Within this study, symptoms or initial diagnoses were recorded for 21 patients. The most common reported symptom was a change in the size of the lesion (38%) followed by bleeding (19%), change in colour (9%) and change lesion form (becoming raised/nodular) (9%). Bleeding is a common feature in melanoma which have entered a vertical growth phase and have become ulcerated[2] and may represent a feature of advanced disease. The average lesion thickness in patients reporting bleeding was significantly higher in those not reporting it (mean thickness 6.13 mm v 3.8 mm) although due to the small numbers involved it was difficult to draw firm conclusions.

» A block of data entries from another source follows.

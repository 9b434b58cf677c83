use crate::profiling::profile_function;
use std::num::NonZeroU64;

/// A generational index into a [`SparseSet`].
///
/// The upper 32 bits hold the generation and the lower 32 bits the slot
/// index, offset by one so `Option<IndexSlot>` stays pointer-sized.
#[derive(Debug, Clone, Copy, PartialEq, Eq, PartialOrd, Ord, Hash)]
pub struct IndexSlot(NonZeroU64);

impl IndexSlot {
    pub fn new(generation: u32, idx: u32) -> Self {
        Self(NonZeroU64::MIN.saturating_add(((generation as u64) << 32) | idx as u64))
    }

    pub fn generation(&self) -> u32 {
        ((self.0.get() - 1) >> 32) as u32
    }

    pub fn index(&self) -> u32 {
        ((self.0.get() - 1) & u32::MAX as u64) as u32
    }
}

struct Entry<T> {
    generation: u32,
    data: Option<T>,
}

/// Slot storage with generation checks on every access.
///
/// Removing an element bumps the slot's generation, so stale [`IndexSlot`]s
/// are rejected by the `try_*` accessors instead of aliasing a newer value.
pub struct SparseSet<T> {
    vec: Vec<Entry<T>>,
    free: Vec<u32>,
}

impl<T> Default for SparseSet<T> {
    fn default() -> Self {
        Self::new()
    }
}

impl<T> SparseSet<T> {
    pub const fn new() -> Self {
        Self {
            vec: Vec::new(),
            free: Vec::new(),
        }
    }

    pub fn push(&mut self, data: T) -> IndexSlot {
        profile_function!();
        if let Some(idx) = self.free.pop()
            && let Some(entry) = self.vec.get_mut(idx as usize)
        {
            entry.data = Some(data);
            return IndexSlot::new(entry.generation, idx);
        }

        let idx = self.vec.len() as u32;
        self.vec.push(Entry {
            generation: 0,
            data: Some(data),
        });
        IndexSlot::new(0, idx)
    }

    fn entry(&self, idx: IndexSlot) -> Option<&Entry<T>> {
        self.vec
            .get(idx.index() as usize)
            .filter(|entry| entry.generation == idx.generation())
    }

    pub fn try_get(&self, idx: IndexSlot) -> Option<&T> {
        self.entry(idx).and_then(|entry| entry.data.as_ref())
    }

    pub fn try_get_mut(&mut self, idx: IndexSlot) -> Option<&mut T> {
        self.vec
            .get_mut(idx.index() as usize)
            .filter(|entry| entry.generation == idx.generation())
            .and_then(|entry| entry.data.as_mut())
    }

    /// Remove the element at `idx`, returning `None` for a stale slot.
    pub fn try_remove(&mut self, idx: IndexSlot) -> Option<T> {
        profile_function!();
        let index = idx.index();
        let entry = self
            .vec
            .get_mut(index as usize)
            .filter(|entry| entry.generation == idx.generation())?;
        let data = entry.data.take()?;
        entry.generation = entry.generation.wrapping_add(1);
        self.free.push(index);
        Some(data)
    }

    pub fn len(&self) -> usize {
        self.vec.len() - self.free.len()
    }

    pub fn is_empty(&self) -> bool {
        self.len() == 0
    }

    /// Iterate over live elements together with their slots.
    pub fn iter_slots(&self) -> impl Iterator<Item = (IndexSlot, &T)> {
        self.vec.iter().enumerate().filter_map(|(idx, entry)| {
            entry
                .data
                .as_ref()
                .map(|data| (IndexSlot::new(entry.generation, idx as u32), data))
        })
    }
}

static_assertions::assert_eq_size!(IndexSlot, Option<IndexSlot>);

#[cfg(test)]
mod tests {
    use super::*;

    #[test]
    fn test_sparse_set_push() {
        let mut set = SparseSet::<u8>::new();
        let idx = set.push(15);
        assert_eq!(idx.generation(), 0);
        assert_eq!(idx.index(), 0);
        assert_eq!(set.try_get(idx), Some(&15));
    }

    #[test]
    fn test_sparse_set_wrong_generation() {
        let mut set = SparseSet::<u8>::new();
        let _ = set.push(15);
        assert!(set.try_get(IndexSlot::new(1, 0)).is_none());
    }

    #[test]
    fn test_sparse_set_remove() {
        let mut set = SparseSet::<u8>::new();
        let idx = set.push(15);
        assert_eq!(set.try_remove(idx), Some(15));
        let new_idx = set.push(45);
        assert_eq!(idx.index(), new_idx.index());
        assert_ne!(idx.generation(), new_idx.generation());
        assert!(set.try_get(idx).is_none());
    }

    #[test]
    fn test_index_slot_round_trip_bits() {
        let slot = IndexSlot::new(7, 1234);
        assert_eq!(slot.generation(), 7);
        assert_eq!(slot.index(), 1234);
    }
}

Seven of the twenty one lesions (33%) were initially misdiagnosed as other conditions (warts, a fungal infection, haematoma and an ulcer). Numerous papers have highlighted conditions including warts, tinea pedis, ulceration, infection, paronychia, haematoma, onychomycosis, ischaemic necrosis, pyogenic granuloma, ganglions and blisters which have been later discovered to be ALM [27, 28, 3236]. Misdiagnosis is a common feature of melanoma on the foot but ALM in particular has been shown to be more likely mis-diagnosed than other sub-types of the disease[37]. Delays can in turn lead to a poorer prognosis for the patient. The misdiagnosis rate in this study was 33%, other have reported rates of between 33% – 67%[27, 38].

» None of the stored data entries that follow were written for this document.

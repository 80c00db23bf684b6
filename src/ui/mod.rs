//! Server-rendered widget markup.
//!
//! This module provides Leptos SSR components for the portfolio page and
//! render helpers returning HTML strings for axum handlers.
//!
//! # Structure
//!
//! - [`page`]: full page document
//! - [`dock`]: dock bar and buttons
//! - [`chat`]: terminal chat widget
//! - [`components`]: shared buttons, badges, and icons

pub mod chat;
pub mod components;
pub mod dock;
pub mod page;

use leptos::prelude::*;

use crate::chat::Message;
use crate::dock::{DockItem, HoverState};
use chat::{TerminalHeader, Transcript};
use page::PortfolioPage;

/// Data needed to render the portfolio page.
#[derive(Debug, Clone)]
pub struct PageView {
    /// Freshly mounted widget id.
    pub widget_id: String,
    /// Transcript of that widget.
    pub messages: Vec<Message>,
    /// Dock buttons in display order.
    pub dock_items: Vec<DockItem>,
    /// Initial dock hover flags.
    pub hover: HoverState,
    /// Placeholder shown before the animator stream connects.
    pub placeholder: String,
}

/// Render the full page document.
#[must_use]
pub fn render_page(page: PageView) -> String {
    let PageView {
        widget_id,
        messages,
        dock_items,
        hover,
        placeholder,
    } = page;

    let body = view! {
        <PortfolioPage
            widget_id=widget_id
            messages=messages
            dock_items=dock_items
            hover=hover
            placeholder=placeholder
        />
    }
    .to_html();

    format!("<!DOCTYPE html>{body}")
}

/// Render the transcript fragment swapped in by htmx.
///
/// The title bar rides along as an out-of-band swap so its busy badge
/// tracks the transcript.
#[must_use]
pub fn render_transcript(widget_id: &str, messages: Vec<Message>, busy: bool) -> String {
    view! {
        <Transcript widget_id=widget_id.to_string() messages=messages busy=busy />
        <TerminalHeader widget_id=widget_id.to_string() busy=busy oob=true />
    }
    .to_html()
}

#[cfg(test)]
mod tests {
    use super::*;
    use crate::dock::Dock;

    #[test]
    fn test_transcript_renders_lines_in_order() {
        let html = render_transcript(
            "w1",
            vec![Message::user("Hola"), Message::assistant("¡Hola!")],
            false,
        );

        let user = html.find("Hola").unwrap();
        let reply = html.find("¡Hola!").unwrap();
        assert!(user < reply);
        assert!(html.contains(r#"id="transcript-w1""#));
        assert!(!html.contains("hx-get"));
    }

    #[test]
    fn test_busy_transcript_refreshes_itself() {
        let html = render_transcript("w1", vec![Message::user("hi")], true);

        assert!(html.contains(r#"hx-get="/widget/chat/w1/transcript""#));
        assert!(html.contains("thinking..."));
    }

    #[test]
    fn test_transcript_carries_header_out_of_band() {
        let busy = render_transcript("w1", vec![Message::user("hi")], true);
        assert!(busy.contains(r#"id="header-w1""#));
        assert!(busy.contains(r#"hx-swap-oob="true""#));
        assert!(busy.contains("border-amber-500/40"));

        let idle = render_transcript("w1", vec![Message::user("hi")], false);
        assert!(idle.contains(r#"hx-swap-oob="true""#));
        assert!(idle.contains("ready"));
        assert!(!idle.contains("border-amber-500/40"));
    }

    #[test]
    fn test_transcript_escapes_content() {
        let html = render_transcript("w1", vec![Message::user("<script>x</script>")], false);
        assert!(!html.contains("<script>x"));
    }

    #[test]
    fn test_page_contains_both_widgets() {
        let dock = Dock::default();
        let html = render_page(PageView {
            widget_id: "abc".into(),
            messages: vec![],
            dock_items: dock.items().to_vec(),
            hover: dock.hover_state(),
            placeholder: "Ask me".into(),
        });

        assert!(html.starts_with("<!DOCTYPE html>"));
        assert!(html.contains(r#"hx-post="/widget/chat/abc/messages""#));
        assert!(html.contains(r#"placeholder="Ask me""#));
        assert!(html.contains("mailto:hello@example.com"));
        assert!(html.contains(r#"data-dock-icon="github""#));
        assert!(html.contains("hovered.instagram = true"));
        assert!(html.contains(r#"id="header-abc""#));
        assert!(!html.contains("hx-swap-oob"));
    }

    #[test]
    fn test_unmount_skips_back_forward_cache() {
        let html = render_page(PageView {
            widget_id: "abc".into(),
            messages: vec![],
            dock_items: vec![],
            hover: HoverState::default(),
            placeholder: String::new(),
        });

        assert!(html.contains("!e.persisted"));
        assert!(html.contains("/widget/chat/abc"));
    }

    #[test]
    fn test_terminal_dock_button_has_no_link() {
        let dock = Dock::default();
        let html = render_page(PageView {
            widget_id: "abc".into(),
            messages: vec![],
            dock_items: dock.items().to_vec(),
            hover: dock.hover_state(),
            placeholder: String::new(),
        });

        let start = html.find(r#"data-dock-icon="terminal""#).unwrap();
        let button_open = html[..start].rfind('<').unwrap();
        assert!(html[button_open..].starts_with("<button"));
        assert!(html.contains("hovered.terminal = true"));
    }
}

It is appreciated that the results of this study represent a retrospective review of patient case notes which have some inherent bias – in particular that this data was collected at a tertiary centre where possibly only more complex cases are seen. However, in view of the relative rarity of the condition, twenty-six cases represent a sizeable cohort, which has been shown to be concurrent when compared to literature on this topic.

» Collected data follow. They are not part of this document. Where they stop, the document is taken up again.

//! Mounted chat widget management.
//!
//! Every page load mounts a fresh chat widget with its own id. Widgets live
//! in memory only: they are dropped on an explicit unmount or after sitting
//! idle, and are never persisted.
//!
//! # Example
//!
//! ```rust
//! use portfolio_widgets::chat::ChatPersona;
//! use portfolio_widgets::session::WidgetStore;
//!
//! let store = WidgetStore::new(ChatPersona::new("be brief", "email me"));
//! let widget = store.mount();
//! widget.update(|w| w.set_input("Hello!"));
//!
//! assert_eq!(widget.read(|w| w.history().input().to_string()), "Hello!");
//! assert_eq!(store.len(), 1);
//! ```

mod store;

pub use store::{DEFAULT_IDLE_TIMEOUT, WidgetHandle, WidgetStore};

This paper has highlighted an uncommon but serious lesion which may present for the first time to Chiropodists and Podiatrists. One third of the lesions, in the presented cohort, were seen prior to diagnosis by a chiropodist or podiatrist. Unfortunately, typical features of melanoma as exhibited by the "ABCDE" rule may not be present in a proportion of ALM and so misdiagnosis remains a significant risk. Therefore it is important to remain vigilant and where there is clinical suspicion, patients should be referred for a prompt dermatological opinion. In suggesting ways to heighten awareness, the typical patient profile should be borne in mind as well as continuing the patient health education message. In addition, dermoscopy has been demonstrated as a useful, non-invasive technique to increase sensitivity in acral lesions[39]improving early recognition.

Conclusion

Acral lentigious melanoma is an uncommon malignant tumour which can occur on the foot. This study provided clinical data from 27 cases based on a mainly white, urban population. A third of cases in this series were misdiagnosed before reaching the skin clinic with a proportion of patients having been seen by a number of specialities prior to diagnosis. Lesions were most common on the plantar surface (62%). The average time from patients first noticing something to diagnosis was 13.5 months. The most common reported symptoms were a enlargement of the lesion (38%) and bleeding (19%). Further studies are required to better understand the aetiology and pathology of this unusual but serious tumour.